## Work to complete
For every line of the records below that holds "variation", add one. Give only the final total.

** Opening Source data block **

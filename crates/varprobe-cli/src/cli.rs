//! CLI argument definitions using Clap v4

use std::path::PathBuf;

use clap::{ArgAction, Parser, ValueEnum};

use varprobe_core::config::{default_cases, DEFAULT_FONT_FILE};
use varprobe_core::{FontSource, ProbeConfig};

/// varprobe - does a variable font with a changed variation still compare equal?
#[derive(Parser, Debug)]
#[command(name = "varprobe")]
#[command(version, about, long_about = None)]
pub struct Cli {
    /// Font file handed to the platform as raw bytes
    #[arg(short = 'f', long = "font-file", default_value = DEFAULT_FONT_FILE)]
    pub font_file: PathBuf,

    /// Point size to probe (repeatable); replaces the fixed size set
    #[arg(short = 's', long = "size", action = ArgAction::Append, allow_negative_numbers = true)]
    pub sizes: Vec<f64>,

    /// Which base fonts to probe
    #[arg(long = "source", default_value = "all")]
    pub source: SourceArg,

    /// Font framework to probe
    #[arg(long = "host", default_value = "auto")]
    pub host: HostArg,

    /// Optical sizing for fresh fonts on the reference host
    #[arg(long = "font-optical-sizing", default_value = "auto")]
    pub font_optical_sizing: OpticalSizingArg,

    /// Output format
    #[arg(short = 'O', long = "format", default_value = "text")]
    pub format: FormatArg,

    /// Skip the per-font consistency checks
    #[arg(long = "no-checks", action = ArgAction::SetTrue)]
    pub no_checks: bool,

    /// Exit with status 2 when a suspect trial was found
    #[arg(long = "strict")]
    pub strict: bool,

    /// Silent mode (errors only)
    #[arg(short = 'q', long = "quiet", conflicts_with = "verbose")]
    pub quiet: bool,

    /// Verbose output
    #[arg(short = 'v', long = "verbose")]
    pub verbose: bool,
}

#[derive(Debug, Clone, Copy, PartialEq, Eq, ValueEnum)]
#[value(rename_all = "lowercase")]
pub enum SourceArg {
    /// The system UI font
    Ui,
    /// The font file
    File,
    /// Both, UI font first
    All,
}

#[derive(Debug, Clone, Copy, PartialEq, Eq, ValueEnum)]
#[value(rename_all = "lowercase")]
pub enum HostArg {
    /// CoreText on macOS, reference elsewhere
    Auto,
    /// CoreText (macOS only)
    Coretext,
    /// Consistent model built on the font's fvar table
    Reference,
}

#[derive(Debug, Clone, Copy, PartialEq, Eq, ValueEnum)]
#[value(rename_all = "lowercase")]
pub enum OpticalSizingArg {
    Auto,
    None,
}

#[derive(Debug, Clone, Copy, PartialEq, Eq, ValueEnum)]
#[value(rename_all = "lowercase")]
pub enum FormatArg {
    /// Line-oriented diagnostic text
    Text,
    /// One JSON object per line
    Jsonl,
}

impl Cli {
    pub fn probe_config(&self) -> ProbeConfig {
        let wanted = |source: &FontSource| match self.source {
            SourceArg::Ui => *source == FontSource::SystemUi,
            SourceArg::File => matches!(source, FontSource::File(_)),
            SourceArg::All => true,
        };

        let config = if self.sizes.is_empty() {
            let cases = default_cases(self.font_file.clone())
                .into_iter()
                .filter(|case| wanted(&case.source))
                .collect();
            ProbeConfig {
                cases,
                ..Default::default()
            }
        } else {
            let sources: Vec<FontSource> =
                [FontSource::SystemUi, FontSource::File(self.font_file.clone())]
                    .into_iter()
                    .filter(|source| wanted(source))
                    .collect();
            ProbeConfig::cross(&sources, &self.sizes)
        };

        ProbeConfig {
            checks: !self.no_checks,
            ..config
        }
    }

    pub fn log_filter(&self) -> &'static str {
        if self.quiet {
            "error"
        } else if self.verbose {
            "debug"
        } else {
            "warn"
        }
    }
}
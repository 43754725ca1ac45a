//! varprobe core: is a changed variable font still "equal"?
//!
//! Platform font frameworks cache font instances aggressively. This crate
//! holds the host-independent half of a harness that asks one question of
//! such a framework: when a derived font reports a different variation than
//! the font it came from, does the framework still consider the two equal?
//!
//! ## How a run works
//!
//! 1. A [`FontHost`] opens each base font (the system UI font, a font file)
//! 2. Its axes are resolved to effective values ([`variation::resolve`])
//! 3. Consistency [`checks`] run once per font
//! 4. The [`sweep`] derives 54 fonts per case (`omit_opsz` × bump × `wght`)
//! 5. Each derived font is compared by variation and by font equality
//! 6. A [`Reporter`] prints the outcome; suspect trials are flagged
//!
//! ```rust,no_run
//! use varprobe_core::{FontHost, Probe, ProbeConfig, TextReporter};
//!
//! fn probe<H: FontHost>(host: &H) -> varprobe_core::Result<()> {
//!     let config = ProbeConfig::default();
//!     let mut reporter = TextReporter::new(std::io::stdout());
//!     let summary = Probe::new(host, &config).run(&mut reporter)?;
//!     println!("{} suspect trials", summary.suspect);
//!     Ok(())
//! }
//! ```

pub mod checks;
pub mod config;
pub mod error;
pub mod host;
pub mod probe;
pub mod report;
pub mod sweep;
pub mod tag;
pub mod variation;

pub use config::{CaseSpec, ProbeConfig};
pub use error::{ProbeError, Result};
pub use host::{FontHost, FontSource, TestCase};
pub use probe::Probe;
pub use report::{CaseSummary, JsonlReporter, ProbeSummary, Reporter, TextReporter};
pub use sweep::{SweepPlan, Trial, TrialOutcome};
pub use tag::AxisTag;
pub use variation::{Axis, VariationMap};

** Closing Source data block **

## Solution to this task
6